PROBLEM STATEMENT → Given the records below, set each one down again exactly as it reads.

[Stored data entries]

╭──

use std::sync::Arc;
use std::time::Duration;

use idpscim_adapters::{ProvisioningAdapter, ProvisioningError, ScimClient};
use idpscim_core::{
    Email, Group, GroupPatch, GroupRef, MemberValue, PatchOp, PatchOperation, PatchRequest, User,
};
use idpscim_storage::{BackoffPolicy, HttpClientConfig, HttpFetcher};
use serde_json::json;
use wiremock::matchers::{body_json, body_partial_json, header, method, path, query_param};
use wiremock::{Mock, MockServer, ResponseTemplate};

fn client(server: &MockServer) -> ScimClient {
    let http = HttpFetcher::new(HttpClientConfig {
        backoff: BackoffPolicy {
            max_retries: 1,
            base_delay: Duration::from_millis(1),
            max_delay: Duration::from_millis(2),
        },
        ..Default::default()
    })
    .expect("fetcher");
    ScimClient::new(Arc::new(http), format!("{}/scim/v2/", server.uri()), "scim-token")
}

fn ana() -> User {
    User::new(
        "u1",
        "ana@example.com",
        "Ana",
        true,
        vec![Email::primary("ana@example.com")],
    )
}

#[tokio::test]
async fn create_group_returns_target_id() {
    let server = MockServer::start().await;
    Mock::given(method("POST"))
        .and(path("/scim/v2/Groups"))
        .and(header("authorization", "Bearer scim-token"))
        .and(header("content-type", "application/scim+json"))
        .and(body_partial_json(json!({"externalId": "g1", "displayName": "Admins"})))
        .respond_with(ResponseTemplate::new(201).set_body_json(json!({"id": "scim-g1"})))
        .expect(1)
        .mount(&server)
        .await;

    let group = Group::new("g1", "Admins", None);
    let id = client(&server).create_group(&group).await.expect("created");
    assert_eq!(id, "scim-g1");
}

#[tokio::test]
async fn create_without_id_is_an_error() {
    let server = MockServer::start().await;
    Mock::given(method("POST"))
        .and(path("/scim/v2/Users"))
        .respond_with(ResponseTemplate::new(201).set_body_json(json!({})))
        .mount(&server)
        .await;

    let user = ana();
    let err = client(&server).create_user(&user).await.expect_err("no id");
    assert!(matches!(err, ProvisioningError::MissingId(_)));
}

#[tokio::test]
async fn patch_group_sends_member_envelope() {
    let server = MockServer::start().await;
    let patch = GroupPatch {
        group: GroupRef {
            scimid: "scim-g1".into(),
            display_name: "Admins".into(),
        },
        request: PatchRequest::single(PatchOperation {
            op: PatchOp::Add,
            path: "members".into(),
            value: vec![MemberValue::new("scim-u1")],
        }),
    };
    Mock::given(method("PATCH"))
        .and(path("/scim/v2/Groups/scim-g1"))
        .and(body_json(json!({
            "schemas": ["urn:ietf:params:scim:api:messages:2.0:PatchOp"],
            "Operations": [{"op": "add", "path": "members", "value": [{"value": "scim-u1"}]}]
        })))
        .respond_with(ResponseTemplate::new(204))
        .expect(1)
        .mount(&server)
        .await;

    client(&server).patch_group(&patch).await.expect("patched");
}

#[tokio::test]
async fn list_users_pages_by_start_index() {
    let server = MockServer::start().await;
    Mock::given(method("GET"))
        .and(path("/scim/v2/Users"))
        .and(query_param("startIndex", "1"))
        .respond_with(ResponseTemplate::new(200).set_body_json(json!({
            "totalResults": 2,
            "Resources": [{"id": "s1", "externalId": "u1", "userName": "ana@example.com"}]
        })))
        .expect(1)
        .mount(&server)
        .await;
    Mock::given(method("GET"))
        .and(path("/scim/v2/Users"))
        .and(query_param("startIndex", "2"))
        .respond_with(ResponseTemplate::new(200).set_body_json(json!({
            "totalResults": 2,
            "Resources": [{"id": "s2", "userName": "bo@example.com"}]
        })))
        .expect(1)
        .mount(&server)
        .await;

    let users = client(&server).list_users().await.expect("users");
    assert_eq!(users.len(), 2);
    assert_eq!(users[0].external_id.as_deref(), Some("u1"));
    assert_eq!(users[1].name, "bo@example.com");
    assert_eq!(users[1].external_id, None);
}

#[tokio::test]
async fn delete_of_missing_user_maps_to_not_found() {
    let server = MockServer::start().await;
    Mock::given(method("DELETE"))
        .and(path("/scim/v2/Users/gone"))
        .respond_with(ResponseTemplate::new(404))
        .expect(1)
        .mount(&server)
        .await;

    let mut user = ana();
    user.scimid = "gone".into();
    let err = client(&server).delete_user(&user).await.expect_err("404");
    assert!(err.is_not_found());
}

╰──

OUTPUT FOR THIS TASK →
use std::sync::Arc;
use std::time::Duration;

use idpscim_adapters::{ProvisioningAdapter, ProvisioningError, ScimClient};
use idpscim_core::{
    Email, Group, GroupPatch, GroupRef, MemberValue, PatchOp, PatchOperation, PatchRequest, User,
};
use idpscim_storage::{BackoffPolicy, HttpClientConfig, HttpFetcher};
use serde_json::json;
use wiremock::matchers::{body_json, body_partial_json, header, method, path, query_param};
use wiremock::{Mock, MockServer, ResponseTemplate};

fn client(server: &MockServer) -> ScimClient {
    let http = HttpFetcher::new(HttpClientConfig {
        backoff: BackoffPolicy {
            max_retries: 1,
            base_delay: Duration::from_millis(1),
            max_delay: Duration::from_millis(2),
        },
        ..Default::default()
    })
    .expect("fetcher");
    ScimClient::new(Arc::new(http), format!("{}/scim/v2/", server.uri()), "scim-token")
}

fn ana() -> User {
    User::new(
        "u1",
        "ana@example.com",
        "Ana",
        true,
        vec![Email::primary("ana@example.com")],
    )
}

#[tokio::test]
async fn create_group_returns_target_id() {
    let server = MockServer::start().await;
    Mock::given(method("POST"))
        .and(path("/scim/v2/Groups"))
        .and(header("authorization", "Bearer scim-token"))
        .and(header("content-type", "application/scim+json"))
        .and(body_partial_json(json!({"externalId": "g1", "displayName": "Admins"})))
        .respond_with(ResponseTemplate::new(201).set_body_json(json!({"id": "scim-g1"})))
        .expect(1)
        .mount(&server)
        .await;

    let group = Group::new("g1", "Admins", None);
    let id = client(&server).create_group(&group).await.expect("created");
    assert_eq!(id, "scim-g1");
}

#[tokio::test]
async fn create_without_id_is_an_error() {
    let server = MockServer::start().await;
    Mock::given(method("POST"))
        .and(path("/scim/v2/Users"))
        .respond_with(ResponseTemplate::new(201).set_body_json(json!({})))
        .mount(&server)
        .await;

    let user = ana();
    let err = client(&server).create_user(&user).await.expect_err("no id");
    assert!(matches!(err, ProvisioningError::MissingId(_)));
}

#[tokio::test]
async fn patch_group_sends_member_envelope() {
    let server = MockServer::start().await;
    let patch = GroupPatch {
        group: GroupRef {
            scimid: "scim-g1".into(),
            display_name: "Admins".into(),
        },
        request: PatchRequest::single(PatchOperation {
            op: PatchOp::Add,
            path: "members".into(),
            value: vec![MemberValue::new("scim-u1")],
        }),
    };
    Mock::given(method("PATCH"))
        .and(path("/scim/v2/Groups/scim-g1"))
        .and(body_json(json!({
            "schemas": ["urn:ietf:params:scim:api:messages:2.0:PatchOp"],
            "Operations": [{"op": "add", "path": "members", "value": [{"value": "scim-u1"}]}]
        })))
        .respond_with(ResponseTemplate::new(204))
        .expect(1)
        .mount(&server)
        .await;

    client(&server).patch_group(&patch).await.expect("patched");
}

#[tokio::test]
async fn list_users_pages_by_start_index() {
    let server = MockServer::start().await;
    Mock::given(method("GET"))
        .and(path("/scim/v2/Users"))
        .and(query_param("startIndex", "1"))
        .respond_with(ResponseTemplate::new(200).set_body_json(json!({
            "totalResults": 2,
            "Resources": [{"id": "s1", "externalId": "u1", "userName": "ana@example.com"}]
        })))
        .expect(1)
        .mount(&server)
        .await;
    Mock::given(method("GET"))
        .and(path("/scim/v2/Users"))
        .and(query_param("startIndex", "2"))
        .respond_with(ResponseTemplate::new(200).set_body_json(json!({
            "totalResults": 2,
            "Resources": [{"id": "s2", "userName": "bo@example.com"}]
        })))
        .expect(1)
        .mount(&server)
        .await;

    let users = client(&server).list_users().await.expect("users");
    assert_eq!(users.len(), 2);
    assert_eq!(users[0].external_id.as_deref(), Some("u1"));
    assert_eq!(users[1].name, "bo@example.com");
    assert_eq!(users[1].external_id, None);
}

#[tokio::test]
async fn delete_of_missing_user_maps_to_not_found() {
    let server = MockServer::start().await;
    Mock::given(method("DELETE"))
        .and(path("/scim/v2/Users/gone"))
        .respond_with(ResponseTemplate::new(404))
        .expect(1)
        .mount(&server)
        .await;

    let mut user = ana();
    user.scimid = "gone".into();
    let err = client(&server).delete_user(&user).await.expect_err("404");
    assert!(err.is_not_found());
}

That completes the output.